Seagull Energy E & P, Inc. v. Eland Energy, Inc., 207 S.W.3d 342,
345 (Tex. 2006). To ascertain those intentions, we examine the entire contract
in an effort to harmonize and give effect to all of its provisions so that none
will be rendered meaningless. Id. No single provision should be given
controlling effect, but all provisions must be construed in reference to the
whole. Id. When a written contract is so worded that it can be given a
certain or definite legal meaning or interpretation, it is not ambiguous, and
the court construes it as a matter of law. Am. Mfrs. Mut. Ins. Co. v.
Schaefer, 124 S.W.3d 154, 157 (Tex. 2003).
Jefferson specifically asserts that because “the date
of the last payment obligation under the Promissory Note was December 31, 1992,”
the security agreement expired by its own terms on December 31, 1996.
Jefferson’s argument misreads the language of the security agreement, which
states that it remains effective until payment of Jefferson’s last obligation
thereunder or all of his obligations thereunder.

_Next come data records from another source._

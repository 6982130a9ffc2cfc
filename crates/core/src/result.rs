//! Result type definition and extension traits for Railway-Oriented Programming.
//!
//! Provides functional combinators for Result types, enabling clean error handling
//! without unwrap/expect/panic.

use crate::error::Error;

/// The standard Result type for actor directory operations.
///
/// # Examples
///
/// ```ignore
/// // Using the ? operator
/// fn parse(hex: &str) -> Result<ActorId> {
///     let id = ActorId::from_hex(hex)?;
///     Ok(id)
/// }
///
/// // Using combinators
/// ActorTableData::from_bytes(&payload)
///     .map(|record| record.state)
///     .into_option_logged()
/// ```
pub type Result<T> = std::result::Result<T, Error>;

/// Extension trait providing safe combinators for Results.
///
/// This trait provides ergonomic methods that avoid the need for unwrap/expect.
pub trait ResultExt<T> {
    /// Convert a Result to an Option, logging the error if present.
    fn into_option_logged(self) -> Option<T>;

    /// Get the value or a default, logging the error if present.
    fn or_default_logged(self, default: T) -> T;

    /// Inspect the error without consuming the Result.
    #[must_use]
    fn inspect_error<F: FnOnce(&Error)>(self, f: F) -> Self;
}

impl<T> ResultExt<T> for Result<T> {
    fn into_option_logged(self) -> Option<T> {
        match self {
            Ok(value) => Some(value),
            Err(e) => {
                tracing::error!("Operation failed: {}", e);
                None
            }
        }
    }

    fn or_default_logged(self, default: T) -> T {
        match self {
            Ok(value) => value,
            Err(e) => {
                tracing::error!("Operation failed, using default: {}", e);
                default
            }
        }
    }

    fn inspect_error<F: FnOnce(&Error)>(self, f: F) -> Self {
        if let Err(ref e) = self {
            f(e);
        }
        self
    }
}
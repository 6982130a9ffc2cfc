//! Request and reply payloads of the directory's inbound operations.
//!
//! Wire encoding is the transport's concern; these are the decoded forms.

use serde::{Deserialize, Serialize};

use crate::id::{ActorId, CheckpointId};
use crate::record::{ActorCheckpointData, ActorCheckpointIdData, ActorTableData, TaskSpec};

#[derive(Debug, Clone, PartialEq, Eq, Serialize, Deserialize)]
pub struct CreateActorRequest {
    pub task_spec: TaskSpec,
}

#[derive(Debug, Clone, Default, PartialEq, Eq, Serialize, Deserialize)]
pub struct CreateActorReply {}

#[derive(Debug, Clone, PartialEq, Eq, Serialize, Deserialize)]
pub struct GetActorInfoRequest {
    pub actor_id: ActorId,
}

/// Absence of the actor is an empty payload, not an error.
#[derive(Debug, Clone, Default, PartialEq, Eq, Serialize, Deserialize)]
pub struct GetActorInfoReply {
    pub actor_table_data: Option<ActorTableData>,
}

#[derive(Debug, Clone, Default, PartialEq, Eq, Serialize, Deserialize)]
pub struct GetAllActorInfoRequest {}

#[derive(Debug, Clone, Default, PartialEq, Eq, Serialize, Deserialize)]
pub struct GetAllActorInfoReply {
    pub actor_table_data: Vec<ActorTableData>,
}

#[derive(Debug, Clone, PartialEq, Eq, Serialize, Deserialize)]
pub struct GetNamedActorInfoRequest {
    pub name: String,
}

#[derive(Debug, Clone, Default, PartialEq, Eq, Serialize, Deserialize)]
pub struct GetNamedActorInfoReply {
    pub actor_table_data: Option<ActorTableData>,
}

#[derive(Debug, Clone, PartialEq, Eq, Serialize, Deserialize)]
pub struct RegisterActorInfoRequest {
    pub actor_table_data: ActorTableData,
}

#[derive(Debug, Clone, Default, PartialEq, Eq, Serialize, Deserialize)]
pub struct RegisterActorInfoReply {}

/// Keyed by `actor_id`, not by the id inside the record.
#[derive(Debug, Clone, PartialEq, Eq, Serialize, Deserialize)]
pub struct UpdateActorInfoRequest {
    pub actor_id: ActorId,
    pub actor_table_data: ActorTableData,
}

#[derive(Debug, Clone, Default, PartialEq, Eq, Serialize, Deserialize)]
pub struct UpdateActorInfoReply {}

#[derive(Debug, Clone, PartialEq, Eq, Serialize, Deserialize)]
pub struct AddActorCheckpointRequest {
    pub checkpoint_data: ActorCheckpointData,
}

#[derive(Debug, Clone, Default, PartialEq, Eq, Serialize, Deserialize)]
pub struct AddActorCheckpointReply {}

#[derive(Debug, Clone, PartialEq, Eq, Serialize, Deserialize)]
pub struct GetActorCheckpointRequest {
    pub actor_id: ActorId,
    pub checkpoint_id: CheckpointId,
}

#[derive(Debug, Clone, Default, PartialEq, Eq, Serialize, Deserialize)]
pub struct GetActorCheckpointReply {
    pub checkpoint_data: Option<ActorCheckpointData>,
}

#[derive(Debug, Clone, PartialEq, Eq, Serialize, Deserialize)]
pub struct GetActorCheckpointIdRequest {
    pub actor_id: ActorId,
}

#[derive(Debug, Clone, Default, PartialEq, Eq, Serialize, Deserialize)]
pub struct GetActorCheckpointIdReply {
    pub checkpoint_id_data: Option<ActorCheckpointIdData>,
}
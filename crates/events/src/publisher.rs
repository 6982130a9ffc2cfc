//! Publisher trait and notification types.

use std::borrow::Cow;
use std::fmt;
use std::sync::Arc;

use crate::error::Result;

/// Topic a notification is broadcast on.
#[derive(Debug, Clone, PartialEq, Eq, Hash)]
pub struct Channel(Cow<'static, str>);

impl Channel {
    /// Actor metadata changes, keyed by the actor id in hex.
    pub const ACTOR: Self = Self(Cow::Borrowed("ACTOR"));

    pub fn new(name: impl Into<String>) -> Self {
        Self(Cow::Owned(name.into()))
    }

    #[must_use]
    pub fn as_str(&self) -> &str {
        &self.0
    }
}

impl fmt::Display for Channel {
    fn fmt(&self, f: &mut fmt::Formatter<'_>) -> fmt::Result {
        write!(f, "{}", self.0)
    }
}

/// A single broadcast message.
#[derive(Debug, Clone, PartialEq, Eq)]
pub struct Notification {
    pub channel: Channel,
    pub key: String,
    pub payload: Arc<[u8]>,
}

/// Fire-and-forget broadcast of `(channel, key, payload)`.
///
/// Implementations must be callable from any thread, inside or outside an
/// async runtime, since publishes happen from store completion callbacks.
pub trait Publisher: Send + Sync {
    /// Broadcast a notification to current subscribers.
    ///
    /// Having no subscribers is not an error.
    ///
    /// # Errors
    ///
    /// Returns an error when the channel can no longer accept notifications.
    fn publish(&self, channel: &Channel, key: &str, payload: Vec<u8>) -> Result<()>;
}

impl<P: Publisher + ?Sized> Publisher for Arc<P> {
    fn publish(&self, channel: &Channel, key: &str, payload: Vec<u8>) -> Result<()> {
        (**self).publish(channel, key, payload)
    }
}
//! Caller contract violations.
//!
//! A contract violation is a bug in the caller (a malformed task type, a store
//! that reports success without a payload, a publish channel that refuses a
//! notification). It is never turned into a reply status: the process-level
//! fault boundary is a panic raised from here, and nowhere else.

use std::fmt::Display;
use std::panic::Location;

/// Abort with a contract violation.
///
/// # Panics
///
/// Always.
#[track_caller]
#[allow(clippy::panic)]
pub fn violated(what: impl Display) -> ! {
    let location = Location::caller();
    tracing::error!(%location, %what, "contract violation");
    panic!("contract violation at {location}: {what}")
}

/// Abort with a contract violation unless `condition` holds.
///
/// # Panics
///
/// When `condition` is false.
#[track_caller]
pub fn check(condition: bool, what: impl FnOnce() -> String) {
    if !condition {
        violated(what());
    }
}

/// Unwrap a result whose failure is a contract violation.
///
/// # Panics
///
/// When `result` is an error.
#[track_caller]
pub fn check_ok<T, E: Display>(result: Result<T, E>, what: &str) -> T {
    match result {
        Ok(value) => value,
        Err(e) => violated(format!("{what}: {e}")),
    }
}
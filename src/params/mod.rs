//! Parameter definitions with units and documented semantics.
//!
//! All tuning constants live here with:
//! - Units (degrees, Hz, dBFS, world units)
//! - Documented ranges and meanings
//! - `validate()` where a bad value would break an invariant

mod audio;
mod reactive;
mod render;
mod scene;

// Re-export all types
pub use audio::{audio_constants, AnalyserConfig, AudioConfig, VoiceSource};
pub use reactive::{sum_taps, BinTap, ReactiveMapping, Stream};
pub use render::{BloomConfig, RenderConfig};
pub use scene::{
    srgb_hex, BackdropConfig, CameraConfig, EnvMapSettings, SceneConfig, SphereConfig,
};

use crate::error::{EngineError, Result};

/// Everything the engine needs to start
#[derive(Debug, Clone, Default)]
pub struct EngineConfig {
    pub analyser: AnalyserConfig,
    pub audio: AudioConfig,
    pub scene: SceneConfig,
    pub reactive: ReactiveMapping,
    pub render: RenderConfig,
}

impl EngineConfig {
    /// Validate every section, reporting the first failure
    pub fn validate(&self) -> Result<()> {
        self.analyser
            .validate()
            .and_then(|_| self.scene.env_map.validate())
            .and_then(|_| self.reactive.validate())
            .and_then(|_| self.render.bloom.validate())
            .map_err(EngineError::Config)?;

        if self.audio.ring_capacity < self.analyser.fft_size {
            return Err(EngineError::Config(format!(
                "Signal ring ({} samples) is smaller than the FFT window ({})",
                self.audio.ring_capacity, self.analyser.fft_size
            )));
        }
        Ok(())
    }
}
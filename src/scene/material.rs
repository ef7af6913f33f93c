//! Materials: raw-shader backdrop and the audio-displaced standard material.

use std::sync::Arc;

use glam::{Vec2, Vec3, Vec4};

use super::envmap::PrefilteredEnvMap;
use crate::params::SphereConfig;

/// Which triangle faces are rasterized
#[derive(Debug, Clone, Copy, PartialEq, Eq)]
pub enum Side {
    Front,
    Back,
}

/// Uniforms of the backdrop shader
#[derive(Debug, Clone, Copy, PartialEq)]
pub struct BackdropUniforms {
    /// Viewport size in device pixels
    pub resolution: Vec2,
    /// Per-frame noise seed
    pub rand: f32,
}

/// Gradient + noise shell the camera sits inside
#[derive(Debug, Clone)]
pub struct BackdropMaterial {
    pub uniforms: BackdropUniforms,
    pub side: Side,
}

impl Default for BackdropMaterial {
    fn default() -> Self {
        Self {
            uniforms: BackdropUniforms {
                resolution: Vec2::ONE,
                rand: 0.0,
            },
            side: Side::Back,
        }
    }
}

/// Audio-driven uniforms registered by the compile hook
#[derive(Debug, Clone, Copy, PartialEq, Default)]
pub struct ReactiveUniforms {
    pub time: f32,
    pub input_data: Vec4,
    pub output_data: Vec4,
}

/// Whether the compile hook has run yet
#[derive(Debug, Clone, Copy, PartialEq)]
pub enum UniformBinding {
    Unbound,
    Bound(ReactiveUniforms),
}

/// Vertex program used by the standard material
#[derive(Debug, Clone, Copy, PartialEq, Eq)]
pub enum VertexStage {
    Standard,
    /// Sphere displaced along its normal by the reactive uniforms
    AudioDisplacement,
}

/// Hook run once when the GPU program for a material is compiled
#[derive(Debug, Clone, Copy, PartialEq, Eq)]
pub enum CompileHook {
    /// Register time/input/output uniforms and swap in the displacement stage
    AudioDisplacement,
}

/// Metallic/roughness material with optional environment reflections
#[derive(Debug, Clone)]
pub struct StandardMaterial {
    pub color: Vec3,
    pub metalness: f32,
    pub roughness: f32,
    pub emissive: Vec3,
    pub emissive_intensity: f32,
    pub side: Side,
    pub env_map: Option<Arc<PrefilteredEnvMap>>,
    pub vertex_stage: VertexStage,
    hook: Option<CompileHook>,
    binding: UniformBinding,
}

impl StandardMaterial {
    pub fn new(config: &SphereConfig) -> Self {
        Self {
            color: config.color,
            metalness: config.metalness,
            roughness: config.roughness,
            emissive: config.emissive,
            emissive_intensity: config.emissive_intensity,
            side: Side::Front,
            env_map: None,
            vertex_stage: VertexStage::Standard,
            hook: None,
            binding: UniformBinding::Unbound,
        }
    }

    pub fn set_compile_hook(&mut self, hook: CompileHook) {
        self.hook = Some(hook);
    }

    /// Called by the render pipeline when it builds this material's program.
    /// Runs the installed hook; later calls keep the existing uniforms.
    pub fn compile(&mut self) {
        if let Some(CompileHook::AudioDisplacement) = self.hook {
            if self.binding == UniformBinding::Unbound {
                self.binding = UniformBinding::Bound(ReactiveUniforms::default());
            }
            self.vertex_stage = VertexStage::AudioDisplacement;
        }
    }

    pub fn binding(&self) -> &UniformBinding {
        &self.binding
    }

    pub fn uniforms(&self) -> Option<&ReactiveUniforms> {
        match &self.binding {
            UniformBinding::Bound(uniforms) => Some(uniforms),
            UniformBinding::Unbound => None,
        }
    }

    pub fn uniforms_mut(&mut self) -> Option<&mut ReactiveUniforms> {
        match &mut self.binding {
            UniformBinding::Bound(uniforms) => Some(uniforms),
            UniformBinding::Unbound => None,
        }
    }
}

#[cfg(test)]
mod tests {
    use super::*;

    #[test]
    fn test_uniforms_unbound_until_compiled() {
        let mut material = StandardMaterial::new(&SphereConfig::default());
        material.set_compile_hook(CompileHook::AudioDisplacement);
        assert!(material.uniforms().is_none());
        assert_eq!(material.vertex_stage, VertexStage::Standard);

        material.compile();
        assert_eq!(material.uniforms(), Some(&ReactiveUniforms::default()));
        assert_eq!(material.vertex_stage, VertexStage::AudioDisplacement);
    }

    #[test]
    fn test_recompile_keeps_uniform_values() {
        let mut material = StandardMaterial::new(&SphereConfig::default());
        material.set_compile_hook(CompileHook::AudioDisplacement);
        material.compile();
        if let Some(u) = material.uniforms_mut() {
            u.time = 3.0;
        }

        material.compile();
        assert_eq!(material.uniforms().map(|u| u.time), Some(3.0));
    }

    #[test]
    fn test_compile_without_hook_stays_unbound() {
        let mut material = StandardMaterial::new(&SphereConfig::default());
        material.compile();
        assert_eq!(material.binding(), &UniformBinding::Unbound);
    }
}
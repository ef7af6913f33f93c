//! Signal analyser producing per-frame frequency snapshots.

use log::debug;

use super::signal::SignalHandle;
use super::spectrum::SpectrumNode;
use crate::error::{EngineError, Result};
use crate::params::AnalyserConfig;

/// Fixed-length byte spectrum, rewritten in place on every update
#[derive(Debug, Clone, PartialEq, Eq)]
pub struct FrequencySnapshot {
    bins: Box<[u8]>,
}

impl FrequencySnapshot {
    /// All-zero snapshot with `len` bins
    pub fn new(len: usize) -> Self {
        Self {
            bins: vec![0; len].into_boxed_slice(),
        }
    }

    pub fn len(&self) -> usize {
        self.bins.len()
    }

    pub fn is_empty(&self) -> bool {
        self.bins.is_empty()
    }

    /// Raw magnitude of one bin; bins past the end read as silence
    pub fn get(&self, bin: usize) -> u8 {
        self.bins.get(bin).copied().unwrap_or(0)
    }

    /// Magnitude of one bin scaled to [0, 1]
    pub fn normalized(&self, bin: usize) -> f32 {
        self.get(bin) as f32 / 255.0
    }

    pub fn as_slice(&self) -> &[u8] {
        &self.bins
    }

    pub fn as_mut_slice(&mut self) -> &mut [u8] {
        &mut self.bins
    }
}

/// Wraps one audio signal and snapshots its spectrum on demand
pub struct Analyser {
    /// Non-owning reference to the external stream (None = silent)
    source: Option<SignalHandle>,
    node: SpectrumNode,
    window: Vec<f32>,
    snapshot: FrequencySnapshot,
}

impl Analyser {
    /// Subscribe a new spectrum node to `signal`
    pub fn connect(signal: Option<&SignalHandle>, config: &AnalyserConfig) -> Result<Self> {
        config.validate().map_err(EngineError::AnalyserInit)?;

        let signal = signal
            .ok_or_else(|| EngineError::AnalyserInit("no audio signal supplied".to_string()))?;
        if signal.is_closed() {
            return Err(EngineError::AnalyserInit(
                "audio signal is already closed".to_string(),
            ));
        }
        if signal.sample_rate_hz() == 0 {
            return Err(EngineError::AnalyserInit(
                "audio signal reports a zero sample rate".to_string(),
            ));
        }

        debug!(
            "Analyser connected: {} Hz, {} bins",
            signal.sample_rate_hz(),
            config.bin_count()
        );

        Ok(Self::with_source(Some(signal.clone()), config))
    }

    /// Analyser with no source; its snapshot stays all zero
    pub fn silent(config: &AnalyserConfig) -> Self {
        Self::with_source(None, config)
    }

    fn with_source(source: Option<SignalHandle>, config: &AnalyserConfig) -> Self {
        Self {
            source,
            node: SpectrumNode::new(config),
            window: vec![0.0; config.fft_size],
            snapshot: FrequencySnapshot::new(config.bin_count()),
        }
    }

    /// Refresh the snapshot from the latest buffered samples
    pub fn update(&mut self) {
        match &self.source {
            Some(signal) => {
                signal.copy_latest(&mut self.window);
                self.node
                    .process(&self.window, self.snapshot.as_mut_slice());
            }
            None => self.snapshot.as_mut_slice().fill(0),
        }
    }

    /// Spectrum as of the last `update()`
    pub fn snapshot(&self) -> &FrequencySnapshot {
        &self.snapshot
    }

    pub fn data(&self) -> &[u8] {
        self.snapshot.as_slice()
    }

    pub fn is_silent(&self) -> bool {
        self.source.is_none()
    }
}

#[cfg(test)]
mod tests {
    use super::*;
    use crate::audio::spectrum::{decibels_to_byte, linear_to_decibels};
    use std::f32::consts::PI;

    fn unsmoothed() -> AnalyserConfig {
        AnalyserConfig {
            smoothing_time_constant: 0.0,
            ..Default::default()
        }
    }

    fn push_sine(signal: &SignalHandle, bin: usize, amplitude: f32, fft_size: usize) {
        let samples: Vec<f32> = (0..fft_size)
            .map(|n| amplitude * (2.0 * PI * bin as f32 * n as f32 / fft_size as f32).sin())
            .collect();
        signal.push_samples(&samples);
    }

    #[test]
    fn test_snapshot_starts_zeroed() {
        let config = AnalyserConfig::default();
        let signal = SignalHandle::new(48000, 1024);
        let analyser = Analyser::connect(Some(&signal), &config).unwrap();

        assert_eq!(analyser.data().len(), 32);
        assert!(analyser.data().iter().all(|&b| b == 0));
    }

    #[test]
    fn test_known_spectrum_matches_expected_bytes() {
        let config = unsmoothed();
        let n = config.fft_size;
        let signal = SignalHandle::new(48000, 1024);
        let amplitude = 0.001;
        push_sine(&signal, 6, amplitude, n);

        // Bin-centered sine through a Blackman window: |X| / N = A / 2 * 0.42
        let expected = decibels_to_byte(
            linear_to_decibels(amplitude / 2.0 * 0.42),
            config.min_decibels,
            config.max_decibels,
        );

        let mut analyser = Analyser::connect(Some(&signal), &config).unwrap();
        for _ in 0..2 {
            analyser.update();
            let got = analyser.snapshot().get(6);
            assert!(
                (got as i32 - expected as i32).abs() <= 1,
                "bin 6: got {}, expected {}",
                got,
                expected
            );
            // Far from the main lobe there is no visible leakage
            for bin in (10..analyser.data().len()).chain(0..3) {
                assert_eq!(analyser.snapshot().get(bin), 0, "bin {} leaked", bin);
            }
        }
    }

    #[test]
    fn test_silent_signal_gives_zero_snapshot() {
        let config = AnalyserConfig::default();
        let signal = SignalHandle::new(48000, 1024);
        signal.push_samples(&vec![0.0; 512]);

        let mut analyser = Analyser::connect(Some(&signal), &config).unwrap();
        analyser.update();
        assert!(analyser.data().iter().all(|&b| b == 0));
    }

    #[test]
    fn test_snapshot_is_updated_in_place() {
        let config = unsmoothed();
        let signal = SignalHandle::new(48000, 1024);
        let mut analyser = Analyser::connect(Some(&signal), &config).unwrap();
        let before = analyser.data().as_ptr();

        push_sine(&signal, 3, 0.01, config.fft_size);
        analyser.update();

        assert_eq!(analyser.data().as_ptr(), before);
        assert_eq!(analyser.data().len(), config.bin_count());
        assert!(analyser.snapshot().get(3) > 0);
    }

    #[test]
    fn test_missing_signal_fails() {
        let result = Analyser::connect(None, &AnalyserConfig::default());
        assert!(matches!(result, Err(EngineError::AnalyserInit(_))));
    }

    #[test]
    fn test_closed_or_rateless_signal_fails() {
        let config = AnalyserConfig::default();

        let closed = SignalHandle::new(48000, 64);
        closed.close();
        assert!(Analyser::connect(Some(&closed), &config).is_err());

        let rateless = SignalHandle::new(0, 64);
        assert!(Analyser::connect(Some(&rateless), &config).is_err());
    }

    #[test]
    fn test_silent_analyser_never_moves() {
        let mut analyser = Analyser::silent(&AnalyserConfig::default());
        for _ in 0..10 {
            analyser.update();
        }
        assert!(analyser.is_silent());
        assert!(analyser.data().iter().all(|&b| b == 0));
        assert_eq!(analyser.data().len(), 32);
    }
}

Jefferson has acknowledged that he made no payments on his obligations to
Holman Street. Having made no payments, Jefferson cannot be said to have paid
his last obligation, or all of his obligations, to Holman Street. Furthermore,
an earlier section of the agreement refutes Jefferson’s reading of this
section, wherein it states that “[n]o delay or omission” by Holman Street in
exercising any rights granted under the agreement would operate as a waiver of
any right under the agreement. Thus, the security agreement has not expired by
its own terms, and Jefferson’s cross-point is without merit.
IV. Disposition
We sustain Holman Street’s second issue and hold that
the trial court erred in granting a JNOV on statute of limitations grounds. We
overrule Jefferson’s presumed cross-points stating additional grounds on which
he asserts that JNOV should have been granted. Because of our resolution of
these issues, we sustain Holman Street’s fourth issue in which it contended that
the trial court erred in ordering the collateralized stock released to
Jefferson because limitations barred any action on the underlying debt. We
need not address Holman Street’s remaining appellate issues. We reverse the
trial court’s judgment, reinstate the jury’s verdict, and remand for entry of
judgment in keeping with that verdict.
/s/ Adele
Hedges
Chief
Justice
Panel consists of Chief
Justice Hedges and Justices Anderson and Christopher.